Le front social connaît un brutal regain d’effervescence en ce début 2011. Emeutes sporadiques, parfois violentes comme en début janvier, mais pas seulement. Des manifestations publiques, des marches, des cas de fronde générale dans certaines entreprises publiques, des grèves, des appels à la grève, des appels à des marches populaires, notamment celle du 12 février à Alger.
Déjà, en 2009 et 2010, le pays a vécu au rythme d’émeutes isolées, mais régulières à travers toute l’Algérie. Particulièrement au sujet des distributions, systématiquement contestées, de logements. A ce niveau-là, déjà, l’on peut aisément comprendre la colère du citoyen lambda : la propagande officielle le bombarde quotidiennement «des grandes réalisations effectuées par le pays grâce à la politique éclairée de son excellence». La télévision d’Etat, l’unique d’ailleurs, en fait parfois l’essentiel de sa grille des programmes. «Des réalisations que seul un ingrat peut nier», cette phrase de Bouteflika est érigée depuis 2004 en slogan officiel. Et les clientèles traditionnelles de s’emparer et du slogan et de ces mêmes «réalisations ».

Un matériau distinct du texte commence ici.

//! Persisted-size management for the chat store
//!
//! Runs before every persist. Two independent limits are enforced:
//!
//! - an aggregate byte ceiling over everything in storage, reclaimed by
//!   evicting whole sessions oldest first once the high-water mark is
//!   crossed, until the footprint drops under the low-water mark
//! - a per-session entry ceiling, enforced by dropping the oldest messages

use super::notification::{Notification, Notifier};
use crate::error::Result;
use crate::storage::{ChatMessage, ChatSession, KeyValueStore};
use serde::{Deserialize, Serialize};

/// Storage key of the session index
pub const SESSIONS_KEY: &str = "chatAppSessions";

/// Prefix of per-session history keys
pub const HISTORY_PREFIX: &str = "chatHistory_";

/// Storage key holding the history of `session_id`
pub fn history_key(session_id: &str) -> String {
    format!("{}{}", HISTORY_PREFIX, session_id)
}

/// Ceilings enforced by the [`CapacityManager`]
#[derive(Debug, Clone, PartialEq, Serialize, Deserialize)]
pub struct CapacityLimits {
    /// Aggregate persisted-size ceiling in bytes
    #[serde(default = "default_capacity_bytes")]
    pub capacity_bytes: usize,

    /// Fraction of the ceiling above which eviction starts
    #[serde(default = "default_high_water_ratio")]
    pub high_water_ratio: f64,

    /// Fraction of the ceiling eviction works down to
    #[serde(default = "default_low_water_ratio")]
    pub low_water_ratio: f64,

    /// Maximum messages kept per session
    #[serde(default = "default_max_history_entries")]
    pub max_history_entries: usize,
}

fn default_capacity_bytes() -> usize {
    5 * 1024 * 1024
}

fn default_high_water_ratio() -> f64 {
    0.8
}

fn default_low_water_ratio() -> f64 {
    0.6
}

fn default_max_history_entries() -> usize {
    1000
}

impl Default for CapacityLimits {
    fn default() -> Self {
        Self {
            capacity_bytes: default_capacity_bytes(),
            high_water_ratio: default_high_water_ratio(),
            low_water_ratio: default_low_water_ratio(),
            max_history_entries: default_max_history_entries(),
        }
    }
}

impl CapacityLimits {
    pub fn high_water_bytes(&self) -> f64 {
        self.capacity_bytes as f64 * self.high_water_ratio
    }

    pub fn low_water_bytes(&self) -> f64 {
        self.capacity_bytes as f64 * self.low_water_ratio
    }
}

/// Outcome of an eviction pass
#[derive(Debug, Clone, Default, PartialEq, Eq)]
pub struct EvictionReport {
    /// Ids of the evicted sessions, oldest first
    pub evicted: Vec<String>,
    /// Footprint measured before the pass
    pub footprint_before: usize,
    /// Footprint measured after the pass
    pub footprint_after: usize,
}

impl EvictionReport {
    pub fn triggered(&self) -> bool {
        !self.evicted.is_empty()
    }
}

/// Enforces the byte ceiling and per-session entry ceiling
#[derive(Debug, Clone, Default)]
pub struct CapacityManager {
    limits: CapacityLimits,
}

impl CapacityManager {
    pub fn new(limits: CapacityLimits) -> Self {
        Self { limits }
    }

    pub fn limits(&self) -> &CapacityLimits {
        &self.limits
    }

    /// Whether `footprint` is past the high-water mark
    pub fn over_high_water(&self, footprint: usize) -> bool {
        footprint as f64 > self.limits.high_water_bytes()
    }

    /// Evict old sessions until the footprint is under the low-water mark
    ///
    /// Sessions are taken oldest `timestamp` first; sessions named in
    /// `protected` (the active session, plus a session being switched to)
    /// are never touched. For each victim the index entry is rewritten before its
    /// history blob is removed, so storage never lists a session whose
    /// history is gone.
    ///
    /// Without `force` nothing happens unless the footprint is past the
    /// high-water mark. With `force` (used after the backend rejected a
    /// write) the high-water check is skipped and at least one session is
    /// evicted when any is evictable.
    ///
    /// # Errors
    ///
    /// Returns the first storage error encountered; sessions evicted before
    /// the failure stay evicted.
    pub fn enforce<S: KeyValueStore + ?Sized>(
        &self,
        storage: &mut S,
        sessions: &mut Vec<ChatSession>,
        protected: &[&str],
        force: bool,
        notifier: &dyn Notifier,
    ) -> Result<EvictionReport> {
        let footprint_before = storage.footprint()?;
        let mut report = EvictionReport {
            evicted: Vec::new(),
            footprint_before,
            footprint_after: footprint_before,
        };

        if !force && !self.over_high_water(footprint_before) {
            return Ok(report);
        }

        tracing::warn!(
            footprint = footprint_before,
            capacity = self.limits.capacity_bytes,
            force,
            "Storage nearing capacity, evicting old sessions"
        );

        let mut candidates: Vec<ChatSession> = sessions
            .iter()
            .filter(|s| !protected.contains(&s.id.as_str()))
            .cloned()
            .collect();
        candidates.sort_by(|a, b| a.timestamp.cmp(&b.timestamp));

        let low_water = self.limits.low_water_bytes();
        let mut footprint = footprint_before;

        for victim in candidates {
            let must_free_one = force && report.evicted.is_empty();
            if (footprint as f64) < low_water && !must_free_one {
                break;
            }

            sessions.retain(|s| s.id != victim.id);
            storage.set(SESSIONS_KEY, &serde_json::to_string(sessions)?)?;
            storage.remove(&history_key(&victim.id))?;

            tracing::debug!(session_id = %victim.id, "Evicted session");
            report.evicted.push(victim.id);
            footprint = storage.footprint()?;
        }

        report.footprint_after = footprint;

        if report.triggered() {
            tracing::info!(
                "Removed {} chat sessions to free space ({} -> {} bytes)",
                report.evicted.len(),
                report.footprint_before,
                report.footprint_after
            );
            notifier.notify(Notification::info(format!(
                "Removed {} old chats to free up storage space",
                report.evicted.len()
            )));
        }

        Ok(report)
    }

    /// Drop the oldest messages beyond the entry ceiling
    ///
    /// Returns how many messages were removed.
    pub fn truncate_history(&self, history: &mut Vec<ChatMessage>, notifier: &dyn Notifier) -> usize {
        let max = self.limits.max_history_entries;
        if history.len() <= max {
            return 0;
        }

        let excess = history.len() - max;
        history.drain(..excess);

        tracing::info!("Removed {} old messages from history", excess);
        notifier.notify(Notification::info(format!(
            "Removed {} old messages to keep history within {} entries",
            excess, max
        )));
        excess
    }
}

L’Algérie a réalisé deux millions de logements ? Jamais une liste d’attribution n’est pratiquement restée sans contestation. La corruption est telle que l’on retrouve parfois des noms de «stars» de la politique, du monde économique, etc. sur des listes de bénéficiaires de logements… sociaux ! Les indus bénéficiaires infestent tout et pas seulement le domaine du logement.
L’emploi ? Tous les mécanismes mis en place, comme le microcrédit, l’Ansej, des mécanismes de financement agricole ont tous profité à des barons du monde des affaires ou à des nababs locaux. Ainsi, par exemple, du fameux Fonds national de régulation et de développement agricole, censé relancer l’agriculture.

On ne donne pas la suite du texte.